Metronomic chemotherapy (MCT) is a cancer therapeutic approach characterized by low dose drug chronic administration and limited or null toxicity. Obesity-induced metabolic alterations worsen cancer prognosis and influence the intestinal biochemical barrier, altering the Multidrug resistance-associated protein 2 (Mrp2) and Multidrug resistance protein-1 (Mdr-1), efflux pumps that transport chemotherapeutic drugs. Obesity and cancer are frequent co-morbidities; thus, our aim was to evaluate the effectiveness and toxicity of MCT with cyclophosphamide (Cy) in obese mice with metabolic alterations bearing a mammary adenocarcinoma. Simultaneously, the expression and activities of intestinal Mrp2 and Mdr-1 were assessed. CBi male mice, were fed with chow diet (C) or diet with 40 % of fat (HFD). After 16 weeks, metabolic alterations were confirmed by biochemical and morphological parameters. At that time-point, HFD group showed decreased expressions of Mrp2 mRNA (53 %) as well as Mdr-1a and Mdr-1b (42 % and 59 %, respectively), compared to C (P < 0.05). This result correlated with decreased intestinal Mrp2 and Mdr-1 efflux activities (64 % and 45 %, respectively), compared to C (P < 0.05). Ultimately, mice were challenged with M-406 mammary adenocarcinoma; when the tumor was palpable, mice were distributed into 4 groups. The % inhibition of tumor growth with Cy (30 mg/kg/day) in C + Cy was higher than that of HFD + Cy (P = 0.052).
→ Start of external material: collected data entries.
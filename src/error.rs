//! Error types shared across the engine.
//!
//! Only fetching the complaint list is fatal to a run. Every other error
//! is attached to a single path, logged, and collected as a diagnostic
//! while the rest of the batch carries on.

/// Errors produced while fetching, decoding, or resolving danger paths.
#[derive(Debug, thiserror::Error)]
pub enum DangerMapError {
    /// The routing service could not produce coordinates for a path.
    #[error("routing failed for path {path_id}: {message}")]
    RoutingFailure {
        /// Path that could not be routed.
        path_id: String,
        /// Message reported by the routing service, or the transport error.
        message: String,
    },

    /// A path's stored coordinate sequence could not be parsed.
    #[error("malformed coordinates for path {path_id}: {reason}")]
    MalformedCoordinates {
        /// Path whose coordinates were rejected.
        path_id: String,
        /// What was wrong with them.
        reason: String,
    },

    /// A complaint row could not be attributed to any path.
    #[error("malformed complaint record: {reason}")]
    MalformedRecord {
        /// What was wrong with the row.
        reason: String,
    },

    /// HTTP request failed.
    #[error("HTTP request failed: {0}")]
    Http(String),

    /// JSON parsing failed.
    #[error("JSON parse error: {0}")]
    Json(#[from] serde_json::Error),
}

impl DangerMapError {
    /// Id of the path this error is attached to, if any.
    pub fn path_id(&self) -> Option<&str> {
        match self {
            Self::RoutingFailure { path_id, .. } | Self::MalformedCoordinates { path_id, .. } => {
                Some(path_id)
            }
            _ => None,
        }
    }
}

/// Result alias used throughout the crate.
pub type Result<T> = std::result::Result<T, DangerMapError>;
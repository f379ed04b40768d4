/// Configuration for a recording session.
///
/// Unsupported values are replaced with their defaults when the session is
/// created rather than rejected; see [`RecorderConfig::normalized`].
#[derive(Debug, Clone, PartialEq, Eq)]
pub struct RecorderConfig {
    /// Number of capture channels (1 = mono, 2 = stereo; default 2).
    pub channels: u16,

    /// Bit depth for PCM output (8 or 16; default 16).
    pub bit_depth: u16,

    /// Target output sample rate in Hz, or `None` to keep the input rate.
    ///
    /// The exporter only decimates, so a rate above the input rate is
    /// effectively capped at the input rate.
    pub sample_rate: Option<u32>,
}

impl RecorderConfig {
    /// Output sample rates the encoder accepts.
    pub const SUPPORTED_SAMPLE_RATES: [u32; 7] = [8000, 11025, 16000, 22050, 24000, 44100, 48000];

    /// Replace unsupported values with their defaults.
    ///
    /// Lenient on purpose: a caller asking for, say, 24-bit output gets a
    /// 16-bit recording and a warning instead of an error.
    pub fn normalized(mut self) -> Self {
        if ![1, 2].contains(&self.channels) {
            log::warn!("unsupported channel count {}, falling back to 2", self.channels);
            self.channels = 2;
        }
        if ![8, 16].contains(&self.bit_depth) {
            log::warn!("unsupported bit depth {}, falling back to 16", self.bit_depth);
            self.bit_depth = 16;
        }
        if let Some(rate) = self.sample_rate {
            if !Self::SUPPORTED_SAMPLE_RATES.contains(&rate) {
                log::warn!("unsupported output sample rate {rate} Hz, falling back to the input rate");
                self.sample_rate = None;
            }
        }
        self
    }
}

impl Default for RecorderConfig {
    fn default() -> Self {
        Self {
            channels: 2,
            bit_depth: 16,
            sample_rate: None,
        }
    }
}

#[cfg(test)]
mod tests {
    use super::*;

    #[test]
    fn defaults() {
        let config = RecorderConfig::default();
        assert_eq!(config.channels, 2);
        assert_eq!(config.bit_depth, 16);
        assert_eq!(config.sample_rate, None);
    }

    #[test]
    fn valid_values_pass_through() {
        let config = RecorderConfig {
            channels: 1,
            bit_depth: 8,
            sample_rate: Some(22050),
        }
        .normalized();

        assert_eq!(config.channels, 1);
        assert_eq!(config.bit_depth, 8);
        assert_eq!(config.sample_rate, Some(22050));
    }

    #[test]
    fn unsupported_channel_count_falls_back() {
        let config = RecorderConfig {
            channels: 6,
            ..Default::default()
        }
        .normalized();
        assert_eq!(config.channels, 2);
    }

    #[test]
    fn unsupported_bit_depth_falls_back() {
        let config = RecorderConfig {
            bit_depth: 24,
            ..Default::default()
        }
        .normalized();
        assert_eq!(config.bit_depth, 16);
    }

    #[test]
    fn unsupported_sample_rate_falls_back_to_input() {
        let config = RecorderConfig {
            sample_rate: Some(96000),
            ..Default::default()
        }
        .normalized();
        assert_eq!(config.sample_rate, None);
    }
}
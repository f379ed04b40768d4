use std::sync::Arc;

use crate::models::error::RecorderError;

/// Callback invoked once per captured chunk set.
///
/// `chunks` holds one same-length sample chunk per channel, planar:
/// `chunks[0]` is the left (or mono) channel, `chunks[1]` the right.
/// Samples are f32, nominally in [-1.0, 1.0] but not clamped at capture.
pub type ChunkCallback = Arc<dyn Fn(&[Vec<f32>]) + Send + Sync + 'static>;

/// Interface for platform-specific audio capture sources.
///
/// Backends (WASAPI, Core Audio, ALSA, ...) implement this and plug into
/// the generic `RecordingSession`. The backend owns device negotiation and
/// stream lifecycle; the session only consumes the chunk stream.
pub trait CaptureProvider: Send + Sync {
    /// Whether this capture source can currently supply a stream.
    fn is_available(&self) -> bool;

    /// Sample rate the device delivers chunks at, in Hz.
    ///
    /// Fixed for the lifetime of the provider; the session reads it once
    /// at creation.
    fn sample_rate(&self) -> f64;

    /// Start capturing, delivering one chunk per channel via `callback`.
    ///
    /// The callback fires on a dedicated audio thread — keep processing
    /// minimal. Fails with [`RecorderError::CaptureUnavailable`] when no
    /// device or permission is present.
    fn start(&mut self, callback: ChunkCallback) -> Result<(), RecorderError>;

    /// Stop capturing and release resources. Idempotent: stopping a
    /// provider that never started is a no-op.
    fn stop(&mut self) -> Result<(), RecorderError>;
}
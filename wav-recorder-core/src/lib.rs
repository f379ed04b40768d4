//! # wav-recorder-core
//!
//! Platform-agnostic WAV recorder core library.
//!
//! Buffers a callback-driven stream of fixed-size sample chunks in memory,
//! supports pause/resume with time-indexed rewind, and renders the
//! captured audio to a resampled, bit-depth-converted PCM stream inside a
//! RIFF/WAVE container. Platform-specific capture backends (WASAPI, Core
//! Audio, ALSA, ...) implement the `CaptureProvider` trait and plug into
//! the generic `RecordingSession`.
//!
//! ## Architecture
//!
//! ```text
//! wav-recorder-core (this crate)
//! ├── traits/       ← CaptureProvider, RecorderDelegate
//! ├── models/       ← RecorderError, RecorderState, RecorderConfig, AudioLevels
//! ├── processing/   ← ChannelBuffer, seek truncation, Resampler, PCM + WAV encoding
//! ├── session/      ← RecordingSession (generic orchestrator)
//! └── storage/      ← WAV file writer + metadata sidecar
//! ```

pub mod models;
pub mod processing;
pub mod session;
pub mod storage;
pub mod traits;

// Re-export key types at crate root for convenience.
pub use models::config::RecorderConfig;
pub use models::error::RecorderError;
pub use models::levels::AudioLevels;
pub use models::recording_result::{RecordingMetadata, RecordingResult};
pub use models::state::RecorderState;
pub use processing::chunk_buffer::ChannelBuffer;
pub use processing::resampler::Resampler;
pub use processing::wav_format::{WavFormat, WAV_HEADER_SIZE};
pub use session::recorder::RecordingSession;
pub use traits::capture_delegate::RecorderDelegate;
pub use traits::capture_provider::{CaptureProvider, ChunkCallback};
Besides, it was observed a 21 % diminution in body weight and leukopenia in the HFD + Cy group. Conclusion: Obesity-induced metabolic alterations impair intestinal Mrp2 and Mdr-1 functions, bringing about increments in Cy absorption, leading to toxicity; in addition, the antitumor effectiveness of MCT decreased in obese animals.